Antoine-Gaspard Boucher d’Argis. Possession. Extrait de « l’Encyclopédie ou Dictionnaire raisonné des sciences, des arts et des métiers… par Diderot et D’Alembert », (Paris), Tome 13, 1751, pp. 165-169.
Antoine-Gaspard Boucher d’Argis (1708-1791). Avocat et encyclopédiste français.Quelques publications :
— Traité des gains nuptiaux et de survie, qui sont en usage dans les païs de droit écrit, tant du ressort du parlement de Paris, que des autres parlemens, Lyon : chez Duplain Père & Fils, 1738.
— Traité de la cruë des meubles au-dessus de leur prisée, dans lequel on explique son origine, & celle du parisis des meubles ; les pays où la crûe a lieu; leur différens usages sur la quotité ; quels meubles y sont sujets ; quelles personnes en doivent tenir compte ; & plusieurs autres questions qui naissent de cette matière, Paris, Brunet fils, 1741 & Paris, Saugrain, 1768. In-12.
— Code rural, ou Maximes et réglemens concernant les biens de campagne, la chasse, la pêche, les baux, les troupeaux et bestiaux…, Paris, Prault père, 1749 et 1762, 2 vol. in-12 ; 1774, 3 vol. in-12, XLI-387, 392 et 459 p. ; éd. en 1794, 3 vol. in-12.
— Principes sur la nullité du mariage, pour cause d’impuissance, [Londres], 1756.

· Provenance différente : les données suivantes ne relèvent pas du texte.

//! Types for the pipeline's externally-visible output.

use chrono::{DateTime, Utc};
use serde::{Deserialize, Serialize};

use crate::exec::ResultSet;
use crate::plan::QueryPlan;

/// Stage at which a pipeline invocation failed.
#[derive(Debug, Clone, Copy, PartialEq, Eq, Serialize, Deserialize)]
#[serde(rename_all = "snake_case")]
pub enum PipelineStage {
    Schema,
    Planning,
    Fallback,
    Synthesis,
    Execution,
}

impl PipelineStage {
    pub fn as_str(&self) -> &'static str {
        match self {
            Self::Schema => "schema",
            Self::Planning => "planning",
            Self::Fallback => "fallback",
            Self::Synthesis => "synthesis",
            Self::Execution => "execution",
        }
    }
}

/// Typed error descriptor: originating stage plus taxonomy kind.
#[derive(Debug, Clone, PartialEq, Eq, Serialize, Deserialize)]
pub struct ErrorDescriptor {
    pub stage: PipelineStage,
    /// Taxonomy string, e.g. `NO_MATCHING_TABLE` or `TIMEOUT`.
    pub kind: String,
    pub message: String,
}

/// Successful result payload inside the envelope.
#[derive(Debug, Clone, Serialize, Deserialize)]
pub struct ResultPayload {
    pub row_count: usize,
    pub data: Vec<crate::engine::Row>,
    pub columns: Vec<String>,
    pub generated_sql: String,
}

/// The pipeline's single externally-visible output structure.
///
/// Always fully formed: a failed invocation still reports elapsed time,
/// the original question and a human-readable message.
#[derive(Debug, Clone, Serialize, Deserialize)]
pub struct ResponseEnvelope {
    pub success: bool,
    pub data: Option<ResultPayload>,
    /// Elapsed wall-clock seconds for the whole invocation.
    pub execution_time: f64,
    pub error_message: Option<String>,
    /// Original question, for provenance.
    pub question: String,
    /// The compiled plan, when planning succeeded.
    #[serde(default, skip_serializing_if = "Option::is_none")]
    pub plan: Option<QueryPlan>,
    #[serde(default, skip_serializing_if = "Option::is_none")]
    pub error: Option<ErrorDescriptor>,
    pub timestamp: DateTime<Utc>,
}

impl ResponseEnvelope {
    /// Build a success envelope from an executed result set.
    pub fn success(
        question: impl Into<String>,
        plan: Option<QueryPlan>,
        generated_sql: String,
        result: ResultSet,
        execution_time: f64,
    ) -> Self {
        Self {
            success: true,
            data: Some(ResultPayload {
                row_count: result.row_count,
                data: result.rows,
                columns: result.columns,
                generated_sql,
            }),
            execution_time,
            error_message: None,
            question: question.into(),
            plan,
            error: None,
            timestamp: Utc::now(),
        }
    }

    /// Build a failure envelope carrying the originating stage and kind.
    pub fn failure(
        question: impl Into<String>,
        stage: PipelineStage,
        kind: impl Into<String>,
        message: impl Into<String>,
        execution_time: f64,
    ) -> Self {
        let message = message.into();
        Self {
            success: false,
            data: None,
            execution_time,
            error_message: Some(message.clone()),
            question: question.into(),
            plan: None,
            error: Some(ErrorDescriptor {
                stage,
                kind: kind.into(),
                message,
            }),
            timestamp: Utc::now(),
        }
    }
}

Les images ont été rajoutées par nos soins. – Nouvelle transcription de l’article original établie sur un exemplaire de collection privée sous © histoiredelafolie.fr
POSSESSION, s. f.
Possession du démon, (Théolog.) état d’une personne dont le démon s’est emparé, dans le corps de laquelle il est entré, & qu’il tourmente.
On met cette différence entre l’obsession & la possession du démon, que dans la première le démon agit au-dehors, & que dans l’autre il agit au-dedans. Voyez Obsession.
Les exemples de possession sont communs surtout dans le nouveau Testament. Jésus-Christ & ses apôtres ont guéri une infinité de possédés, & les histoires ecclésiastiques en fournissent encore un grand nombre ; mais comme on fait par plusieurs expériences, que souvent on a abusé de la crédulité des simples par des obsessions & des possessions feintes & supposées ; quelques prétendus esprits forts se sont imaginés que toutes ces obsessions ou possessions étoient des maladies de l’esprit, & des effets d’une imagination fortement frappée ; que quelquefois des personnes se croyoient de bonne-foi possédées ; que d’autres feignoient de l’être, pour parvenir à certaines fins ; qu’en un mot il n’y avoit ni possessions ni obsessions véritables ; & voici les raisons sur lesquelles ils se fondent.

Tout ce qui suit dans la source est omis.